OPINION: Abolish the Dept. Of Homeland Security
Let’s not pussy foot around: It is time to get rid of the Department of Homeland Security. I am not aware of anyone who has
Let’s not pussy foot around: It is time to get rid of the Department of Homeland Security.
I am not aware of anyone who has taken a close look at the agency and concluded it is doing a good job – or even a decent job. It’s a $40 billion a year blooper.
The latest indictment comes from a long report by The Washington Post that focused on the agency’s personnel issues. “Toxic culture” was a key phrase around the agency. Turnover at DHS over the past four years is twice the government as a whole; DHS ranked dead last in a recent survey “Best Places to work in the Federal Government”; the terrorism intelligence unit has had six chiefs during the Obama administration.
Jeh Johnson, the new secretary, says he has already fixed most of these problems. Perhaps. But the deep problems aren’t fixable.
First off, the agency is too big and composed of too many disparate parts to be well managed.
“DHS has too many subdivisions in too many disparate fields to operate effectively,” a study by the libertarian CATO Institute concluded. “Americans are not safer because the head of DHS is simultaneously responsible for airport security and governmental efforts to counter potential flu epidemics.”
These are just a few of the agencies that were scooped into DHS: FEMA, U.S. Immigration and Customs Enforcement (ICE), U.S. Customs and Border Protection (CBP), Office of Cybersecurity, the U.S. Coast Guard, the U.S. Secret Service and the former Plum Island Animal Disease Center. Oh yes, and the Transportation Security Agency–every citizen’s firsthand source of evidence that something is seriously screwy in the world of homeland security.
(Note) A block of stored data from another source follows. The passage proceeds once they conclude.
// SPDX-License-Identifier: MPL-2.0

//! The public façade: [`Controller`] owns the region table and dirty-log
//! state and exposes the operations a hosting device-emulation server
//! calls into.

use std::os::fd::OwnedFd;

use crate::context::Context;
use crate::dirty::DirtyLog;
use crate::error::Result;
use crate::region::{Pasid, Prot};
use crate::registry::{RegionRegistry, UnregisterCallback};
use crate::translator::{encode_count, translate_raw, translate_vec, SgEntry, TranslateOutcome};

/// The DMA-region controller for a single device.
///
/// Owns the region table (see [`RegionRegistry`]) and the dirty-logging
/// state (see [`DirtyLog`]), plus a back-reference to the outer hosting
/// context used for logging and callback reentrancy.
pub struct Controller<C: Context> {
    ctx: C,
    regions: RegionRegistry,
    dirty: DirtyLog,
    /// Accepted at construction and never enforced past that: see
    /// `DESIGN.md`'s "Open Question decisions" for why this historical
    /// total-size budget is kept only for API compatibility.
    #[allow(dead_code)]
    max_size: u64,
}

impl<C: Context> Controller<C> {
    /// Creates a new, empty controller.
    pub fn new(ctx: C, max_regions: usize, max_size: u64) -> Self {
        Self {
            ctx,
            regions: RegionRegistry::new(max_regions),
            dirty: DirtyLog::new(),
            max_size,
        }
    }

    /// The number of currently registered regions.
    pub fn region_count(&self) -> usize {
        self.regions.len()
    }

    /// Registers (or, on an identical re-add, updates) a region.
    ///
    /// `fd` is consumed on success; on failure it is dropped (closed)
    /// along with any partially-allocated resources.
    pub fn add_region(
        &mut self,
        addr: u64,
        pasid: Pasid,
        size: u64,
        fd: Option<OwnedFd>,
        offset: u64,
        prot: Prot,
    ) -> Result<usize> {
        self.regions.add_region(
            &self.ctx,
            addr,
            pasid,
            size,
            fd,
            offset,
            prot,
            self.dirty.page_size(),
        )
    }

    /// Removes the region matching `(addr, size, pasid)` exactly.
    ///
    /// `pasid` must match the stored region's PASID exactly; there is no
    /// wildcard match against [`crate::region::INVALID_PASID`] (see
    /// `DESIGN.md`).
    pub fn remove_region(
        &mut self,
        addr: u64,
        pasid: Pasid,
        size: u64,
        cb: Option<&UnregisterCallback<'_>>,
    ) -> Result<()> {
        self.regions.remove_region(&self.ctx, addr, pasid, size, cb)
    }

    /// Removes every region.
    pub fn remove_all_regions(&mut self, cb: Option<&UnregisterCallback<'_>>) {
        self.regions.remove_all_regions(&self.ctx, cb)
    }

    /// Raw, FFI-shaped translate: returns the number of entries written to
    /// `out`, or `-required - 1` if `out` was too small, or `Err` on
    /// `NotFound`/permission failure.
    pub fn translate(
        &self,
        addr: u64,
        pasid: Pasid,
        len: u64,
        prot: Prot,
        out: &mut [SgEntry],
    ) -> Result<i64> {
        let outcome = translate_raw(self.regions.as_slice(), addr, pasid, len, prot, out)?;
        Ok(encode_count(outcome))
    }

    /// Safe convenience: translates and returns an owned `Vec<SgEntry>`.
    pub fn translate_vec(&self, addr: u64, pasid: Pasid, len: u64, prot: Prot) -> Result<Vec<SgEntry>> {
        translate_vec(self.regions.as_slice(), addr, pasid, len, prot)
    }

    /// True iff the region an `SgEntry` refers to has a live host mapping.
    pub fn sg_is_mappable(&self, sg: &SgEntry) -> bool {
        self.regions
            .get(sg.region_index)
            .map(|r| r.is_mapped())
            .unwrap_or(false)
    }

    /// Marks the bytes covered by `sg` dirty, if logging is enabled for
    /// its region. Called by device emulation after writing guest memory
    /// through `sg`'s host mapping.
    pub fn mark_dirty(&self, sg: &SgEntry) {
        self.dirty.mark_dirty(&self.regions, sg)
    }

    /// Enables dirty-page logging at `pgsize` across all mapped regions.
    pub fn dirty_start(&mut self, pgsize: u64) -> Result<()> {
        self.dirty.start(&mut self.regions, pgsize)
    }

    /// Disables dirty-page logging.
    pub fn dirty_stop(&mut self) {
        self.dirty.stop(&mut self.regions)
    }

    /// Drains `[addr, addr + len)`'s dirty bitmap into `out`, resampled to
    /// `client_pgsize` if needed. See [`DirtyLog::get_bitmap`] for the
    /// exact validation order.
    pub fn dirty_get(&self, addr: u64, len: u64, client_pgsize: u64, out: &mut [u8]) -> Result<()> {
        self.dirty.get_bitmap(&self.regions, addr, len, client_pgsize, out)
    }
}

impl<C: Context> Drop for Controller<C> {
    fn drop(&mut self) {
        if !self.regions.is_empty() {
            self.ctx.log(
                log::Level::Error,
                &format!(
                    "controller dropped with {} region(s) still registered; \
                     call remove_all_regions before teardown",
                    self.regions.len()
                ),
            );
        }
    }
}

#[cfg(test)]
mod tests {
    use super::*;
    use crate::context::LogContext;
    use crate::error::Errno;

    #[test]
    fn new_controller_is_empty() {
        let ctrl = Controller::new(LogContext::new(), 4, 0);
        assert_eq!(ctrl.region_count(), 0);
    }

    #[test]
    fn add_translate_remove_roundtrip() {
        let mut ctrl = Controller::new(LogContext::new(), 4, 0);
        ctrl.add_region(0x1000, 0, 0x1000, None, 0, Prot::READ)
            .unwrap();
        let sgs = ctrl
            .translate_vec(0x1000, 0, 0x1000, Prot::READ)
            .unwrap();
        assert_eq!(sgs.len(), 1);
        assert_eq!(sgs[0].region_index, 0);

        ctrl.remove_region(0x1000, 0, 0x1000, None).unwrap();
        assert_eq!(ctrl.region_count(), 0);
        let err = ctrl.translate_vec(0x1000, 0, 0x1000, Prot::READ).unwrap_err();
        assert_eq!(err.errno(), Errno::NotFound);
    }

    #[test]
    fn teardown_with_regions_logs_but_does_not_panic() {
        let mut ctrl = Controller::new(LogContext::new(), 4, 0);
        ctrl.add_region(0x1000, 0, 0x1000, None, 0, Prot::READ)
            .unwrap();
        drop(ctrl);
    }
}
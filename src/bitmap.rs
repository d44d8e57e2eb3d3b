// SPDX-License-Identifier: MPL-2.0

//! Pure functions over dirty-page bitmaps: sizing, atomic drain, and
//! resampling between page sizes.
//!
//! Marking (`mark_dirty`, in [`crate::dirty`]) sets bits with an atomic OR.
//! Draining reads and clears a byte in one atomic step via [`drain_byte`],
//! so a racing mark that lands after the drain is never lost: it simply
//! shows up on the next drain.

use std::sync::atomic::{AtomicU8, Ordering};

use crate::error::{Errno, Error, Result};

/// Computes the bitmap size in bytes needed to track `len` bytes of memory
/// at `page_size` granularity: `ceil(ceil(len / page_size) / 8)`.
pub fn bitmap_size(len: u64, page_size: u64) -> Result<usize> {
    if page_size == 0 || !page_size.is_power_of_two() {
        return Err(Error::with_message(
            Errno::InvalidArgument,
            "page size must be a nonzero power of two",
        ));
    }
    let pages = len.div_ceil(page_size);
    Ok(pages.div_ceil(8) as usize)
}

/// Atomically reads and clears one dirty-bitmap byte, storing the value it
/// held into `*dst`.
///
/// The zero pre-check is a fast path only: it never skips a bit that was
/// set before the check observed zero, because any set that races past the
/// check still gets caught by the atomic exchange.
pub fn drain_byte(dst: &mut u8, src: &AtomicU8) {
    if src.load(Ordering::Relaxed) == 0 {
        *dst = 0;
        return;
    }
    *dst = src.swap(0, Ordering::SeqCst);
}

/// Drains every byte of `src` into `out`, one-to-one, with no resampling.
///
/// `out.len()` must equal `src.len()`.
pub fn drain_same(src: &[AtomicU8], out: &mut [u8]) {
    assert_eq!(src.len(), out.len());
    for (s, d) in src.iter().zip(out.iter_mut()) {
        drain_byte(d, s);
    }
}

/// Resamples a drained source bitmap (page size `src_pg`) into a larger
/// client page size `dst_pg` (`dst_pg` is a multiple of `src_pg`) by
/// OR-folding `factor = dst_pg / src_pg` consecutive source bits into each
/// destination bit.
pub fn combine(src: &[AtomicU8], src_pg: u64, out: &mut [u8], dst_pg: u64) {
    assert!(dst_pg >= src_pg && dst_pg % src_pg == 0);
    let factor = (dst_pg / src_pg) as usize;
    out.iter_mut().for_each(|b| *b = 0);

    let dst_bits = out.len() * 8;
    let mut dst_bit = 0usize;
    let mut fold_count = 0usize;
    let mut acc = false;

    'outer: for byte in src {
        let mut drained = 0u8;
        drain_byte(&mut drained, byte);
        for bit in 0..8 {
            let set = (drained >> bit) & 1 != 0;
            acc |= set;
            fold_count += 1;
            if fold_count == factor {
                if dst_bit < dst_bits && acc {
                    out[dst_bit / 8] |= 1 << (dst_bit % 8);
                }
                dst_bit += 1;
                fold_count = 0;
                acc = false;
                if dst_bit >= dst_bits {
                    break 'outer;
                }
            }
        }
    }
}

/// Resamples a drained source bitmap (page size `src_pg`) into a smaller
/// client page size `dst_pg` (`src_pg` is a multiple of `dst_pg`) by
/// repeating each source bit `factor = src_pg / dst_pg` times, LSB-first.
pub fn extend(src: &[AtomicU8], src_pg: u64, out: &mut [u8], dst_pg: u64) {
    assert!(src_pg >= dst_pg && src_pg % dst_pg == 0);
    let factor = (src_pg / dst_pg) as usize;
    out.iter_mut().for_each(|b| *b = 0);

    let dst_bits = out.len() * 8;
    let mut dst_bit = 0usize;

    'outer: for byte in src {
        let mut drained = 0u8;
        drain_byte(&mut drained, byte);
        for bit in 0..8 {
            let set = (drained >> bit) & 1 != 0;
            for _ in 0..factor {
                if dst_bit >= dst_bits {
                    break 'outer;
                }
                if set {
                    out[dst_bit / 8] |= 1 << (dst_bit % 8);
                }
                dst_bit += 1;
            }
        }
    }
}

#[cfg(test)]
mod tests {
    use super::*;

    fn atomics(bytes: &[u8]) -> Vec<AtomicU8> {
        bytes.iter().map(|&b| AtomicU8::new(b)).collect()
    }

    #[test]
    fn size_rounds_up() {
        assert_eq!(bitmap_size(0x8000, 0x1000).unwrap(), 4);
        assert_eq!(bitmap_size(0x1000, 0x1000).unwrap(), 1);
        assert_eq!(bitmap_size(1, 0x1000).unwrap(), 1);
        assert!(bitmap_size(0x1000, 0).is_err());
        assert!(bitmap_size(0x1000, 3).is_err());
    }

    #[test]
    fn drain_clears_and_returns_value() {
        let byte = AtomicU8::new(0b0000_1011);
        let mut out = 0u8;
        drain_byte(&mut out, &byte);
        assert_eq!(out, 0b0000_1011);
        assert_eq!(byte.load(Ordering::SeqCst), 0);
    }

    #[test]
    fn drain_same_pagesize() {
        // Bits set at offsets 0, 0x1000, 0x3000 within a region logged at
        // page size 0x1000 over 0x8000 bytes: bitmap bit indices 0, 1, 3.
        let src = atomics(&[0b0000_1011]);
        let mut out = [0u8; 1];
        drain_same(&src, &mut out);
        assert_eq!(out, [0b0000_1011]);
        assert_eq!(src[0].load(Ordering::SeqCst), 0);
    }

    #[test]
    fn extend_by_factor_two() {
        // Same bits as above, client page size is half the server's, so
        // each source bit becomes 2 destination bits.
        let src = atomics(&[0b0000_1011]);
        let mut out = [0u8; 2];
        extend(&src, 0x1000, &mut out, 0x800);
        // Source bits 0,1,3 set: each repeats twice, LSB-first, so output
        // bits 0,1 (from bit0), 2,3 (from bit1), 6,7 (from bit3) are set.
        assert_eq!(out, [0b1100_1111, 0b0000_0000]);
    }

    #[test]
    fn combine_by_factor_two() {
        let src = atomics(&[0b0000_1011]);
        let mut out = [0u8; 1];
        combine(&src, 0x1000, &mut out, 0x2000);
        // Pairs (bit0,bit1)=(1,1)->1, (bit2,bit3)=(0,1)->1, remaining pairs
        // are both-zero, so only output bits 0 and 1 are set.
        assert_eq!(out, [0b0000_0011]);
    }

    #[test]
    fn extend_preserves_all_bits_set() {
        let src = atomics(&[0xff]);
        let mut out = [0u8; 4];
        extend(&src, 0x2000, &mut out, 0x800);
        assert_eq!(out, [0xff; 4]);
    }

    #[test]
    fn combine_requires_every_bit_set_to_set_destination() {
        let src = atomics(&[0b0000_0010]);
        let mut out = [0u8; 1];
        combine(&src, 0x1000, &mut out, 0x4000);
        // Bits 0-3 -> dst bit 0 (bit 1 set, rest clear: OR is 1).
        assert_eq!(out, [0b0000_0001]);
    }
}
The original creation of DHS was a panicky, bureaucratic Pamper mission by the feds (a Pamper mission is a semi-technical phrase for organization rear-end covering) in response to 9/11. The actual physical risks of terrorism to Americans were and still are greatly exaggerated. Indeed, it is considered almost un-American to look at the risk of terrorism through the lens of cost-benefit analysis, as we do every other risk.
This blind, political subservience to the poorly named War on Terror has justified too many compromises of our privacy and civil rights already. The vast, clumsy DHS bureaucracy further institutionalizes that mindset. Americans looked the other way for too long. President Obama looked the other way for too long.
It would be fine penance for the president to get rid of the bureaucratic legacy of the worst elements of our national response to 9/11. It would probably also be good management. DHS could be broken up into smaller agencies more logically by mission. That should yield more focused and nimble management and oversight. And it could be a model for future reform in other parts of the government.